China’s Africa Investments

  • Case Study: China’s substantial investments in African countries have sparked debates about political influence and debt sustainability. Projects like the Djibouti-Ethiopia railway have faced criticism over their potential long-term political implications.
  • Lessons Learned: This case emphasizes the importance of understanding the geopolitical dimensions of foreign investments and conducting comprehensive due diligence.

Middle East and North Africa (MENA) Region

  • Case Study: The MENA region has experienced various political upheavals, including the Arab Spring. These events disrupted businesses, particularly in sectors like tourism and hospitality, impacting companies like Marriott and Accor.
  • Lessons Learned: This case highlights the need for contingency planning and risk diversification, especially in regions prone to political volatility.

Nigeria’s Oil Industry

  • Case Study: Nigeria’s oil sector has faced ongoing challenges related to political instability, corruption, and militant attacks. Companies like Shell have had to navigate complex political landscapes.
  • Lessons Learned: This case demonstrates the significance of engaging with local communities, addressing social issues, and having crisis management plans and high-level security in place.

China’s Supply Chain Vulnerabilities — COVID

  • Case Study: The COVID-19 pandemic exposed vulnerabilities in global supply chains, particularly in industries reliant on Chinese manufacturing. Lockdowns and disruptions in China led to shortages of critical goods worldwide, affecting industries like healthcare, electronics, and automotive.
  • Lessons Learned: This case emphasized the risks of overreliance on a single country, highlighting the need for diversification and robust contingency plans in supply chain management.

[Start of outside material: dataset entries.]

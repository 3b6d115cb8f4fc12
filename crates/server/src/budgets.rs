//! Budgets API endpoints.

use api_types::{
    OwnerQuery,
    budget::{BudgetListQuery, BudgetNew, BudgetStatusView, BudgetUpdate, BudgetView},
    report::PeriodQuery,
};
use axum::{
    Json,
    extract::{Path, State},
    http::StatusCode,
};
use engine::{BudgetCmd, BudgetField, BudgetFilter, ListOrder, Patch, reports::BudgetStatus};

use crate::{
    ApiJson, ApiQuery, ServerError, claimed_user, listed_owner, server::ServerState,
};

fn map_budget(budget: engine::Budget) -> BudgetView {
    BudgetView {
        id: budget.id,
        user_id: budget.user_id,
        category_id: budget.category_id,
        amount: budget.amount,
        month: budget.month,
        year: budget.year,
        created_at: budget.created_at,
    }
}

pub(crate) fn map_budget_status(status: BudgetStatus) -> BudgetStatusView {
    BudgetStatusView {
        month: status.month,
        year: status.year,
        budget: status.budget,
        spent: status.spent,
        remaining: status.remaining,
        percentage: status.percentage,
        state: status.state,
    }
}

pub async fn list(
    State(state): State<ServerState>,
    ApiQuery(query): ApiQuery<BudgetListQuery>,
) -> Result<Json<Vec<BudgetView>>, ServerError> {
    let Some(user_id) = listed_owner(query.user_id) else {
        return Ok(Json(Vec::new()));
    };
    let filter = BudgetFilter {
        month: query.month,
        year: query.year,
    };
    let budgets = state
        .engine
        .list_budgets(&user_id, &filter, &ListOrder::new(query.sort, query.order))
        .await?
        .into_iter()
        .map(map_budget)
        .collect();
    Ok(Json(budgets))
}

/// Status of the whole-month budget; defaults to the current month.
pub async fn status(
    State(state): State<ServerState>,
    ApiQuery(query): ApiQuery<PeriodQuery>,
) -> Result<Json<BudgetStatusView>, ServerError> {
    let user_id = claimed_user(query.user_id)?;
    let status = state
        .engine
        .budget_status(&user_id, query.month, query.year)
        .await?;
    Ok(Json(map_budget_status(status)))
}

pub async fn get(
    State(state): State<ServerState>,
    Path(budget_id): Path<String>,
    ApiQuery(query): ApiQuery<OwnerQuery>,
) -> Result<Json<BudgetView>, ServerError> {
    let user_id = claimed_user(query.user_id)?;
    let budget = state.engine.budget(&user_id, &budget_id).await?;
    Ok(Json(map_budget(budget)))
}

pub async fn create(
    State(state): State<ServerState>,
    ApiJson(payload): ApiJson<BudgetNew>,
) -> Result<(StatusCode, Json<BudgetView>), ServerError> {
    let user_id = claimed_user(payload.user_id)?;
    let cmd = BudgetCmd::new(user_id, payload.amount, payload.month, payload.year)
        .category_id(payload.category_id);
    let budget = state.engine.create_budget(cmd).await?;
    Ok((StatusCode::CREATED, Json(map_budget(budget))))
}

pub async fn update(
    State(state): State<ServerState>,
    Path(budget_id): Path<String>,
    ApiQuery(query): ApiQuery<OwnerQuery>,
    ApiJson(payload): ApiJson<BudgetUpdate>,
) -> Result<Json<BudgetView>, ServerError> {
    let user_id = claimed_user(query.user_id)?;
    let patch = Patch::new()
        .maybe(payload.amount.map(BudgetField::Amount))
        .maybe(payload.month.map(BudgetField::Month))
        .maybe(payload.year.map(BudgetField::Year))
        .maybe(payload.category_id.map(BudgetField::CategoryId));
    let budget = state
        .engine
        .update_budget(&user_id, &budget_id, patch)
        .await?;
    Ok(Json(map_budget(budget)))
}

pub async fn delete(
    State(state): State<ServerState>,
    Path(budget_id): Path<String>,
    ApiQuery(query): ApiQuery<OwnerQuery>,
) -> Result<StatusCode, ServerError> {
    let user_id = claimed_user(query.user_id)?;
    state.engine.delete_budget(&user_id, &budget_id).await?;
    Ok(StatusCode::NO_CONTENT)
}
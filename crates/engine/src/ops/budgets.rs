use chrono::Utc;
use sea_orm::{ActiveValue, ConnectionTrait, QueryFilter, QueryOrder, prelude::*};

use crate::{
    Budget, BudgetCmd, BudgetField, EngineError, ListOrder, Patch, ResultEngine, SortOrder,
    budgets,
    util::{ensure_month, ensure_non_negative, new_id},
};

use super::{
    Engine,
    access::{delete_owned, require_owned},
    transactions::ensure_category,
    with_tx,
};

/// Optional filters for [`Engine::list_budgets`].
#[derive(Clone, Debug, Default, PartialEq, Eq)]
pub struct BudgetFilter {
    pub month: Option<u32>,
    pub year: Option<i32>,
}

/// One budget per (owner, category, month, year); `except` skips the row
/// being updated.
async fn ensure_unique<C: ConnectionTrait>(
    db: &C,
    user_id: &str,
    category_id: Option<&str>,
    month: i32,
    year: i32,
    except: Option<&str>,
) -> ResultEngine<()> {
    let mut query = budgets::Entity::find()
        .filter(budgets::Column::UserId.eq(user_id))
        .filter(budgets::Column::Month.eq(month))
        .filter(budgets::Column::Year.eq(year));
    query = match category_id {
        Some(category_id) => query.filter(budgets::Column::CategoryId.eq(category_id)),
        None => query.filter(budgets::Column::CategoryId.is_null()),
    };
    if let Some(id) = except {
        query = query.filter(budgets::Column::Id.ne(id));
    }
    if query.one(db).await?.is_some() {
        return Err(EngineError::ExistingKey(format!(
            "budget for {year}-{month:02}"
        )));
    }
    Ok(())
}

impl Engine {
    /// Create a budget. A second budget for the same category and month is
    /// rejected.
    pub async fn create_budget(&self, cmd: BudgetCmd) -> ResultEngine<Budget> {
        ensure_non_negative(cmd.amount, "budget amount")?;
        ensure_month(cmd.month)?;
        // validated to 1..=12
        let month = cmd.month as i32;

        with_tx!(self, |db_tx| {
            ensure_category(&db_tx, &cmd.user_id, cmd.category_id.as_deref()).await?;
            ensure_unique(
                &db_tx,
                &cmd.user_id,
                cmd.category_id.as_deref(),
                month,
                cmd.year,
                None,
            )
            .await?;

            let model = budgets::ActiveModel {
                id: ActiveValue::Set(new_id()),
                user_id: ActiveValue::Set(cmd.user_id.clone()),
                category_id: ActiveValue::Set(cmd.category_id.clone()),
                amount: ActiveValue::Set(cmd.amount),
                month: ActiveValue::Set(month),
                year: ActiveValue::Set(cmd.year),
                created_at: ActiveValue::Set(Utc::now()),
            }
            .insert(&db_tx)
            .await?;
            Budget::try_from(model)
        })
    }

    pub async fn budget(&self, user_id: &str, budget_id: &str) -> ResultEngine<Budget> {
        let model = require_owned::<budgets::Entity, _>(&self.database, budget_id, user_id).await?;
        Budget::try_from(model)
    }

    /// List budgets, latest period first by default.
    pub async fn list_budgets(
        &self,
        user_id: &str,
        filter: &BudgetFilter,
        order: &ListOrder,
    ) -> ResultEngine<Vec<Budget>> {
        let mut query = budgets::Entity::find().filter(budgets::Column::UserId.eq(user_id));
        if let Some(month) = filter.month {
            ensure_month(month)?;
            query = query.filter(budgets::Column::Month.eq(month as i32));
        }
        if let Some(year) = filter.year {
            query = query.filter(budgets::Column::Year.eq(year));
        }
        query = match order.sort {
            Some(_) => {
                let (column, direction) = budgets::FIELDS
                    .order_by(order, (budgets::Column::Year, SortOrder::Desc))?;
                query.order_by(column, direction)
            }
            None => query
                .order_by_desc(budgets::Column::Year)
                .order_by_desc(budgets::Column::Month),
        };
        query
            .all(&self.database)
            .await?
            .into_iter()
            .map(Budget::try_from)
            .collect()
    }

    pub async fn update_budget(
        &self,
        user_id: &str,
        budget_id: &str,
        patch: Patch<BudgetField>,
    ) -> ResultEngine<Budget> {
        with_tx!(self, |db_tx| {
            let model = require_owned::<budgets::Entity, _>(&db_tx, budget_id, user_id).await?;
            for field in patch.fields() {
                if let BudgetField::CategoryId(category_id) = field {
                    ensure_category(&db_tx, user_id, category_id.as_deref()).await?;
                }
            }
            let mut active: budgets::ActiveModel = model.into();
            patch.clone().apply_to(&mut active)?;
            let updated = active.update(&db_tx).await?;
            ensure_unique(
                &db_tx,
                user_id,
                updated.category_id.as_deref(),
                updated.month,
                updated.year,
                Some(updated.id.as_str()),
            )
            .await?;
            Budget::try_from(updated)
        })
    }

    pub async fn delete_budget(&self, user_id: &str, budget_id: &str) -> ResultEngine<()> {
        delete_owned::<budgets::Entity, _>(&self.database, budget_id, user_id).await
    }
}
use axum::{
    Router,
    extract::Request,
    middleware::{self, Next},
    response::Response,
    routing::{get, post, put},
};
use axum_extra::{
    TypedHeader,
    typed_header::TypedHeaderRejection,
    headers::{Error as AxumError, Header},
};
use tower_http::trace::TraceLayer;

use std::{net::SocketAddr, sync::Arc};

use crate::{
    ServerError, accounts, budgets, categories, debts, investments, recurring, reminders, reports,
    savings_goals, split_bills, tags, transactions, transfers, users,
};
use engine::Engine;

static USER_ID_HEADER: axum::http::HeaderName = axum::http::HeaderName::from_static("x-user-id");

#[derive(Clone)]
pub struct ServerState {
    pub engine: Arc<Engine>,
}

/// Id of the caller, taken from the `x-user-id` header.
#[derive(Clone, Debug)]
pub struct CurrentUser(pub String);

/// `TypedHeader` for the identity header
///
/// Requests to owner-scoped routes must contain an "x-user-id" entry.
#[derive(Debug)]
struct UserIdHeader(String);

impl Header for UserIdHeader {
    fn name() -> &'static axum::http::HeaderName {
        &USER_ID_HEADER
    }

    fn decode<'i, I>(values: &mut I) -> Result<Self, AxumError>
    where
        Self: Sized,
        I: Iterator<Item = &'i axum::http::HeaderValue>,
    {
        let value = values.next().ok_or_else(AxumError::invalid)?;
        let Ok(value) = value.to_str() else {
            return Err(AxumError::invalid());
        };
        let value = value.trim();
        if value.is_empty() {
            return Err(AxumError::invalid());
        }

        Ok(UserIdHeader(value.to_string()))
    }

    fn encode<E: Extend<axum::http::HeaderValue>>(&self, values: &mut E) {
        match axum::http::HeaderValue::from_str(&self.0) {
            Ok(value) => values.extend(std::iter::once(value)),
            Err(_) => tracing::error!("failed to encode x-user-id header"),
        }
    }
}

async fn auth(
    user_header: Result<TypedHeader<UserIdHeader>, TypedHeaderRejection>,
    mut request: Request,
    next: Next,
) -> Result<Response, ServerError> {
    // missing and blank headers are both rejected
    let Ok(TypedHeader(UserIdHeader(user_id))) = user_header else {
        return Err(ServerError::Unauthorized);
    };

    request.extensions_mut().insert(CurrentUser(user_id));
    Ok(next.run(request).await)
}

/// Routes scoped by the identity header.
fn header_routes() -> Router<ServerState> {
    Router::new()
        .route("/accounts", get(accounts::list).post(accounts::create))
        .route(
            "/accounts/{id}",
            get(accounts::get).put(accounts::update).delete(accounts::delete),
        )
        .route("/transfers", get(transfers::list).post(transfers::create))
        .route(
            "/transfers/{id}",
            get(transfers::get).delete(transfers::delete),
        )
        .route("/debts", get(debts::list).post(debts::create))
        .route("/debts/summary", get(debts::summary))
        .route(
            "/debts/{id}",
            get(debts::get).put(debts::update).delete(debts::delete),
        )
        .route("/debts/{id}/pay", post(debts::pay))
        .route(
            "/investments",
            get(investments::list).post(investments::create),
        )
        .route("/investments/summary", get(investments::summary))
        .route(
            "/investments/{id}",
            get(investments::get)
                .put(investments::update)
                .delete(investments::delete),
        )
        .route("/reminders", get(reminders::list).post(reminders::create))
        .route(
            "/reminders/{id}",
            get(reminders::get)
                .put(reminders::update)
                .delete(reminders::delete),
        )
        .route(
            "/savings-goals",
            get(savings_goals::list).post(savings_goals::create),
        )
        .route(
            "/savings-goals/{id}",
            get(savings_goals::get)
                .put(savings_goals::update)
                .delete(savings_goals::delete),
        )
        .route(
            "/savings-goals/{id}/contribute",
            post(savings_goals::contribute),
        )
        .route(
            "/recurring-transactions",
            get(recurring::list).post(recurring::create),
        )
        .route("/recurring-transactions/summary", get(recurring::summary))
        .route(
            "/recurring-transactions/{id}",
            get(recurring::get)
                .put(recurring::update)
                .delete(recurring::delete),
        )
        .route(
            "/split-bills",
            get(split_bills::list).post(split_bills::create),
        )
        .route(
            "/split-bills/{id}",
            get(split_bills::get)
                .put(split_bills::update)
                .delete(split_bills::delete),
        )
        .route(
            "/split-bills/{id}/participants/{participant_id}",
            put(split_bills::set_paid),
        )
        .route("/tags", get(tags::list).post(tags::create))
        .route(
            "/tags/{id}",
            get(tags::get).put(tags::update).delete(tags::delete),
        )
        .route("/users/me", get(users::get).put(users::save))
        .route("/reports/monthly", get(reports::monthly))
        .route("/reports/net-worth", get(reports::net_worth))
        .route_layer(middleware::from_fn(auth))
}

/// Routes where the owner travels in the body or the query string.
fn claimed_routes() -> Router<ServerState> {
    Router::new()
        .route(
            "/transactions",
            get(transactions::list).post(transactions::create),
        )
        .route(
            "/transactions/{id}",
            get(transactions::get)
                .put(transactions::update)
                .delete(transactions::delete),
        )
        .route(
            "/categories",
            get(categories::list).post(categories::create),
        )
        .route(
            "/categories/{id}",
            get(categories::get)
                .put(categories::update)
                .delete(categories::delete),
        )
        .route("/budgets", get(budgets::list).post(budgets::create))
        .route("/budgets/status", get(budgets::status))
        .route(
            "/budgets/{id}",
            get(budgets::get).put(budgets::update).delete(budgets::delete),
        )
}

/// The full application router.
pub fn app(engine: Engine) -> Router {
    let state = ServerState {
        engine: Arc::new(engine),
    };

    Router::new()
        .merge(header_routes())
        .merge(claimed_routes())
        .layer(TraceLayer::new_for_http())
        .with_state(state)
}

async fn shutdown_signal() {
    if let Err(err) = tokio::signal::ctrl_c().await {
        tracing::error!("failed to listen for ctrl-c: {err}");
        std::future::pending::<()>().await;
    }
    tracing::info!("shutdown requested");
}

pub async fn run(engine: Engine, addr: SocketAddr) {
    let listener = match tokio::net::TcpListener::bind(addr).await {
        Ok(listener) => listener,
        Err(err) => {
            tracing::error!("failed to bind server listener on {addr}: {err}");
            return;
        }
    };
    if let Err(err) = run_with_listener(engine, listener).await {
        tracing::error!("server failed: {err}");
    }
}

pub async fn run_with_listener(
    engine: Engine,
    listener: tokio::net::TcpListener,
) -> Result<(), std::io::Error> {
    let addr = listener.local_addr()?;
    tracing::info!("Server listening on {}", addr);

    axum::serve(listener, app(engine))
        .with_graceful_shutdown(shutdown_signal())
        .await
}

pub fn spawn_with_listener(
    engine: Engine,
    listener: tokio::net::TcpListener,
) -> Result<SocketAddr, std::io::Error> {
    let addr = listener.local_addr()?;

    tokio::spawn(async move {
        if let Err(err) = run_with_listener(engine, listener).await {
            tracing::error!("server failed: {err}");
        }
    });

    Ok(addr)
}
//! Shared bills and the people who owe a part of them.
//!
//! A bill is stored with its participants in the same transaction. The sum
//! of participant amounts is not forced to match the bill total; the gap is
//! reported as the unallocated amount.

use chrono::{DateTime, NaiveDate, Utc};
use sea_orm::entity::{ActiveValue, prelude::*};

use crate::{
    FieldTable, PatchField, ResultEngine,
    ops::Owned,
    util::{ensure_positive, normalize_optional_text, normalize_required_name},
};

pub mod participants;

pub use participants::Participant;

#[derive(Clone, Debug, PartialEq, Eq)]
pub struct SplitBill {
    pub id: String,
    pub user_id: String,
    pub title: String,
    pub total_amount: i64,
    pub date: NaiveDate,
    pub description: Option<String>,
    pub created_at: DateTime<Utc>,
    pub participants: Vec<Participant>,
}

pub const FIELDS: FieldTable<Column> = FieldTable::new(
    "split bill",
    &[
        ("id", "id", Column::Id),
        ("userId", "user_id", Column::UserId),
        ("title", "title", Column::Title),
        ("totalAmount", "total_amount", Column::TotalAmount),
        ("date", "date", Column::Date),
        ("description", "description", Column::Description),
        ("createdAt", "created_at", Column::CreatedAt),
    ],
);

#[derive(Clone, Debug, PartialEq, DeriveEntityModel)]
#[sea_orm(table_name = "split_bills")]
pub struct Model {
    #[sea_orm(primary_key, auto_increment = false)]
    pub id: String,
    pub user_id: String,
    pub title: String,
    pub total_amount: i64,
    pub date: Date,
    pub description: Option<String>,
    pub created_at: DateTimeUtc,
}

#[derive(Copy, Clone, Debug, EnumIter, DeriveRelation)]
pub enum Relation {
    #[sea_orm(has_many = "participants::Entity")]
    Participants,
}

impl Related<participants::Entity> for Entity {
    fn to() -> RelationDef {
        Relation::Participants.def()
    }
}

impl ActiveModelBehavior for ActiveModel {}

impl Owned for Entity {
    const LABEL: &'static str = "split bill";

    fn id_column() -> Column {
        Column::Id
    }

    fn owner_column() -> Column {
        Column::UserId
    }
}

impl From<(Model, Vec<participants::Model>)> for SplitBill {
    fn from((model, participants): (Model, Vec<participants::Model>)) -> Self {
        Self {
            id: model.id,
            user_id: model.user_id,
            title: model.title,
            total_amount: model.total_amount,
            date: model.date,
            description: model.description,
            created_at: model.created_at,
            participants: participants.into_iter().map(Participant::from).collect(),
        }
    }
}

/// Divide `total` into `count` shares. The remainder is spread one unit at a
/// time over the first participants, so the shares always sum to `total`.
pub(crate) fn even_shares(total: i64, count: usize) -> Vec<i64> {
    if count == 0 {
        return Vec::new();
    }
    let parts = count as i64;
    let base = total / parts;
    let remainder = total % parts;
    (0..parts)
        .map(|index| if index < remainder { base + 1 } else { base })
        .collect()
}

#[derive(Clone, Debug, PartialEq)]
pub enum SplitBillField {
    Title(String),
    TotalAmount(i64),
    Date(NaiveDate),
    Description(Option<String>),
}

impl PatchField<ActiveModel> for SplitBillField {
    fn name(&self) -> &'static str {
        match self {
            Self::Title(_) => "title",
            Self::TotalAmount(_) => "totalAmount",
            Self::Date(_) => "date",
            Self::Description(_) => "description",
        }
    }

    fn validate(&self) -> ResultEngine<()> {
        match self {
            Self::Title(title) => normalize_required_name(title, "split bill").map(|_| ()),
            Self::TotalAmount(amount) => ensure_positive(*amount, "total amount"),
            _ => Ok(()),
        }
    }

    fn apply(self, model: &mut ActiveModel) {
        match self {
            Self::Title(title) => model.title = ActiveValue::Set(title.trim().to_string()),
            Self::TotalAmount(amount) => model.total_amount = ActiveValue::Set(amount),
            Self::Date(date) => model.date = ActiveValue::Set(date),
            Self::Description(text) => {
                model.description = ActiveValue::Set(normalize_optional_text(text.as_deref()))
            }
        }
    }
}

#[cfg(test)]
mod tests {
    use super::*;

    #[test]
    fn even_split_gives_remainder_to_first_participants() {
        assert_eq!(even_shares(100, 3), vec![34, 33, 33]);
        assert_eq!(even_shares(101, 3), vec![34, 34, 33]);
        assert_eq!(even_shares(90, 3), vec![30, 30, 30]);
        assert_eq!(even_shares(90, 0), Vec::<i64>::new());
    }

    #[test]
    fn even_split_always_sums_to_total() {
        for total in [1_i64, 7, 99_999, 1_000_001] {
            for count in 1..=7 {
                assert_eq!(even_shares(total, count).iter().sum::<i64>(), total);
            }
        }
    }
}
//! The module contains the errors the engine can return.
//!
//! Validation problems ([`InvalidAmount`], [`InvalidInput`], [`InvalidName`],
//! [`CurrencyMismatch`]) are raised before anything is written. State
//! problems ([`KeyNotFound`], [`ExistingKey`], [`InvalidState`],
//! [`Conflict`]) are raised from inside a database transaction, which is then
//! rolled back.
//!
//!  [`InvalidAmount`]: EngineError::InvalidAmount
//!  [`InvalidInput`]: EngineError::InvalidInput
//!  [`InvalidName`]: EngineError::InvalidName
//!  [`CurrencyMismatch`]: EngineError::CurrencyMismatch
//!  [`KeyNotFound`]: EngineError::KeyNotFound
//!  [`ExistingKey`]: EngineError::ExistingKey
//!  [`InvalidState`]: EngineError::InvalidState
//!  [`Conflict`]: EngineError::Conflict
use sea_orm::DbErr;
use thiserror::Error;

/// Engine custom errors.
#[derive(Error, Debug)]
pub enum EngineError {
    #[error("Invalid amount: {0}")]
    InvalidAmount(String),
    #[error("Invalid input: {0}")]
    InvalidInput(String),
    #[error("Invalid name: {0}")]
    InvalidName(String),
    #[error("Currency mismatch: {0}")]
    CurrencyMismatch(String),
    #[error("\"{0}\" key not found!")]
    KeyNotFound(String),
    #[error("\"{0}\" already present!")]
    ExistingKey(String),
    #[error("Invalid state: {0}")]
    InvalidState(String),
    /// A compare-and-swap update kept losing against concurrent writers.
    #[error("Conflict: {0}")]
    Conflict(String),
    #[error(transparent)]
    Database(#[from] DbErr),
}

impl EngineError {
    /// SQLite refused the statement because another connection holds the
    /// write lock. The whole transaction can be run again.
    pub(crate) fn is_busy(&self) -> bool {
        let Self::Database(err) = self else {
            return false;
        };
        let message = err.to_string();
        message.contains("database is locked") || message.contains("database table is locked")
    }
}

impl PartialEq for EngineError {
    fn eq(&self, other: &Self) -> bool {
        match (self, other) {
            (Self::InvalidAmount(a), Self::InvalidAmount(b)) => a == b,
            (Self::InvalidInput(a), Self::InvalidInput(b)) => a == b,
            (Self::InvalidName(a), Self::InvalidName(b)) => a == b,
            (Self::CurrencyMismatch(a), Self::CurrencyMismatch(b)) => a == b,
            (Self::KeyNotFound(a), Self::KeyNotFound(b)) => a == b,
            (Self::ExistingKey(a), Self::ExistingKey(b)) => a == b,
            (Self::InvalidState(a), Self::InvalidState(b)) => a == b,
            (Self::Conflict(a), Self::Conflict(b)) => a == b,
            (Self::Database(a), Self::Database(b)) => a.to_string() == b.to_string(),
            _ => false,
        }
    }
}

#[cfg(test)]
mod tests {
    use sea_orm::RuntimeErr;

    use super::*;

    #[test]
    fn lock_errors_are_busy() {
        let locked = EngineError::Database(DbErr::Exec(RuntimeErr::Internal(
            "error returned from database: (code: 5) database is locked".to_string(),
        )));
        assert!(locked.is_busy());

        let table = EngineError::Database(DbErr::Query(RuntimeErr::Internal(
            "(code: 6) database table is locked".to_string(),
        )));
        assert!(table.is_busy());

        let other = EngineError::Database(DbErr::Custom("no such table: accounts".to_string()));
        assert!(!other.is_busy());
        assert!(!EngineError::Conflict("database is locked".to_string()).is_busy());
    }
}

China’s Supply Chain Vulnerabilities — Geopolitical Tensions

  • Second Case Study: As geopolitical tensions between China and various countries, including the United States, have increased, businesses have had to deal with export restrictions, increased tariffs and random arrests, all of which have disrupted and compllicated supply chains and impacted companies relying on Chinese manufacturing and exports.
  • Lessons Learned: This case underscores the importance of ongoing risk assessment and adaptability in supply chain management. Businesses need to be ever mindful of geopolitical factors when making sourcing decisions and have contingency plans in place for sudden disruptions.

These case studies underscore the profound impacts of political risks on businesses in emerging markets.

Conclusion

The political shifts described above emphasize the need for vigilance and preparedness in emerging market investing. Unforeseen events can disrupt business plans, but by understanding past challenges and employing risk mitigation strategies, investors can improve their chances for success in emerging markets. With in-depth risk assessments, strategic partnerships, and contingencies, companies can build resilience. While risks are inherent, informed investing can lead to significant returns.

The ripple effects of major political events extend far beyond their immediate occurrence. Drawing from historical lessons helps investors craft bespoke mitigation strategies. The key message: preparedness and vigilance are paramount in the ever-evolving landscape of emerging market investments.

In this dynamic arena, the well-informed and ready will prosper.